Other commercial production facilities in Africa will also receive Afrigen’s vaccine technology.

We will also work closely with a consortium of South African universities, coordinated by the country’s Medical Research Council, to design and develop new and improved vaccines and manufacturing processes to enable the successful commercialization of a line of vaccines relevant to the burden of disease. in Africa.

Why are specialized skills required to produce vaccines with this technology?

The development and production of any vaccine that meets safety and efficacy goals, and can be scaled up in an affordable model, is complex. It requires the combination of engineering and science with regulatory and quality systems at every step of the process. So it is a highly specialized job.
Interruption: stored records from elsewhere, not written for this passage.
/// outcome of paying one installment
#[derive(Debug, Clone, PartialEq)]
pub struct Repayment {
    pub loan: Loan,
    pub installment: Installment,
    pub late: bool,
    pub credit_score: i32,
}

/// loan lifecycle engine over a store
pub struct LendingEngine<S: LendingStore> {
    store: S,
    config: LendingConfig,
    ledger: WalletLedger,
    scorer: CreditScorer,
}
/// lifecycle - apply, approve, fund and repay a loan with a controlled clock
use micro_lending_rs::{
    LendingConfig, LendingEngine, LoanApplication, LoanView, MemorySink, MemoryStore, Money, Role,
    SafeTimeProvider, TimeSource, WalletView,
};
use chrono::{Duration, TimeZone, Utc};
use rust_decimal_macros::dec;

fn main() -> Result<(), Box<dyn std::error::Error>> {
    println!("=== loan lifecycle ===\n");

    let time = SafeTimeProvider::new(TimeSource::Test(
        Utc.with_ymd_and_hms(2024, 1, 1, 0, 0, 0).unwrap()
    ));
    let controller = time.test_control().unwrap();
    let engine = LendingEngine::new(MemoryStore::new(), LendingConfig::standard())?;
    let sink = MemorySink::new();

    // 1. accounts
    let admin = engine.register_user("Ops", "ops@example.com", Role::Admin, &time)?;
    let borrower = engine.register_user("Meera", "meera@example.com", Role::Borrower, &time)?;
    let lender = engine.register_user("Karan", "karan@example.com", Role::Lender, &time)?;
    engine.verify_user(admin.id, borrower.id, true, &time)?;
    engine.top_up(lender.id, Money::from_major(50_000), &time)?;
    engine.top_up(borrower.id, Money::from_major(2_000), &time)?;

    // 2. application and review
    let applied = engine.apply(
        borrower.id,
        LoanApplication {
            amount: Money::from_major(12_000),
            interest_rate: dec!(12),
            tenure_months: 12,
            purpose: "tailoring shop".to_string(),
            description: None,
        },
        &time,
    )?;
    engine.dispatch(&applied.notifications, &sink)?;
    let loan_id = applied.value.id;
    println!("applied: emi {}", applied.value.emi);

    engine.approve(admin.id, loan_id, Some("verified income".to_string()), &time)?;

    // 3. funding
    let funded = engine.fund(lender.id, loan_id, &time)?;
    engine.dispatch(&funded.notifications, &sink)?;
    println!("funded on {}", time.now().format("%Y-%m-%d"));

    // 4. repayment, one installment a month
    for _ in 0..12 {
        controller.advance(Duration::days(30));
        let paid = engine.repay_next_installment(borrower.id, loan_id, &time)?;
        engine.dispatch(&paid.notifications, &sink)?;
        println!(
            "  {} paid #{} (late: {}), credit score {}",
            time.now().format("%Y-%m-%d"),
            paid.value.installment.installment_no,
            paid.value.late,
            paid.value.credit_score
        );
    }

    let loan = engine.loan(borrower.id, loan_id)?;
    println!("\n{}", LoanView::from_loan(&loan, time.now()).to_json_pretty()?);
    println!("{}", WalletView::from_user(&engine.user(lender.id)?).to_json_pretty()?);
    println!("notifications delivered: {}", sink.delivered().len());

    Ok(())
}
For mRNA vaccines, we need geneticists, bioprocess engineers, biochemists, analytical chemists, molecular biologists, pharmacists, and mechanical operators. It is not easy to separate DNA into strands of RNA; uses all kinds of enzymes and processes, and scientists must ensure that RNA is stable and safe for use.

What are your timelines?

The first step is to get all the necessary equipment and qualified people in your place; then, to produce the vaccine on a laboratory scale to ensure that we have the necessary properties for a safe and effective vaccine. After that, we have to scale up and produce vaccines under manufacturing processes that are not good, as part of the training and validation of the process. Then, to the standards of Good Manufacturing Processes, with all the regulatory boxes checked.

By the end of September 2022, we should have the first batches of good manufacturing processes ready. It is very ambitious, but we think it is a healthy pressure.

It helps that we are well supported. The WHO and the drug patent group, along with the South African government, the African Union and the African CDC, have put in enormous effort and support, and funders have recognized that South African scientists are very capable: some of the world leaders in the vaccine. space.

Where does the ‘transfer’ part of your work come in?

People will come to us to learn. We are in contact with research centers in Brazil, Argentina, Ukraine, Colombia, the Philippines and several other African countries. Groups of people from the designated “hub rays” will come and train with us. In a lab like this, everyone is highly trained and specialized, up to and including the cleaners; you are operating in an environment that is totally sterile and temperature controlled and must be free from contamination.

We are exploring a “train the trainers” model. We will likely do some off-site training at the University of Cape Town, then we will transfer people to our facility to get their final grade – making the vaccine meet Good Manufacturing Processes standards. They will bring that knowledge and technology to their colleagues at home.

The consortium is comprised of Afrigen Biologics and Vaccines (South Africa), Biovac (South Africa), a network of universities, as well as the African Centers for Disease Control and Prevention, based in Ethiopia.The conversation

Petro Terblanche, Professor, business development; Managing Director, Afrigen Biologics, Northwestern University

This article is republished from The conversation under a Creative Commons license. Read the Original article.